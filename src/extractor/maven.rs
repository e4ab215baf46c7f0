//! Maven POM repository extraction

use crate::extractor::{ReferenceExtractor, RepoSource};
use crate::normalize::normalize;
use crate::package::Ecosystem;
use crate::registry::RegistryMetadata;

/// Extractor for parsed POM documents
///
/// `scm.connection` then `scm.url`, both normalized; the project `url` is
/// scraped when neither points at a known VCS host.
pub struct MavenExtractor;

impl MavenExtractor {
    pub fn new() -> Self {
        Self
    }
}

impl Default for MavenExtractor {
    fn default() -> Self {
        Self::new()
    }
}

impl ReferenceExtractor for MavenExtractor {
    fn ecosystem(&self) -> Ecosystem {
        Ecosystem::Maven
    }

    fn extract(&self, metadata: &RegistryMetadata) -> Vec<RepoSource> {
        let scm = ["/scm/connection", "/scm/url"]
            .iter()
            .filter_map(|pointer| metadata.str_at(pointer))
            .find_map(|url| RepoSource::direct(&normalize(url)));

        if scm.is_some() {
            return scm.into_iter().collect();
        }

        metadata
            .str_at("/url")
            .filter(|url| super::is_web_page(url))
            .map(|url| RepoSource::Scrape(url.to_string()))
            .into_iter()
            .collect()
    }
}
###
● **Your assignment**:
All entries are to be repeated exactly and completely.

● **Exercise output**:
filename src/extractor/maven.rs
repository e4ab215baf46c7f0
//! Maven POM repository extraction

use crate::extractor::{ReferenceExtractor, RepoSource};
use crate::normalize::normalize;
use crate::package::Ecosystem;
use crate::registry::RegistryMetadata;

/// Extractor for parsed POM documents
///
/// `scm.connection` then `scm.url`, both normalized; the project `url` is
/// scraped when neither points at a known VCS host.
pub struct MavenExtractor;

impl MavenExtractor {
    pub fn new() -> Self {
        Self
    }
}

impl Default for MavenExtractor {
    fn default() -> Self {
        Self::new()
    }
}

impl ReferenceExtractor for MavenExtractor {
    fn ecosystem(&self) -> Ecosystem {
        Ecosystem::Maven
    }

    fn extract(&self, metadata: &RegistryMetadata) -> Vec<RepoSource> {
        let scm = ["/scm/connection", "/scm/url"]
            .iter()
            .filter_map(|pointer| metadata.str_at(pointer))
            .find_map(|url| RepoSource::direct(&normalize(url)));

        if scm.is_some() {
            return scm.into_iter().collect();
        }

        metadata
            .str_at("/url")
            .filter(|url| super::is_web_page(url))
            .map(|url| RepoSource::Scrape(url.to_string()))
            .into_iter()
            .collect()
    }
}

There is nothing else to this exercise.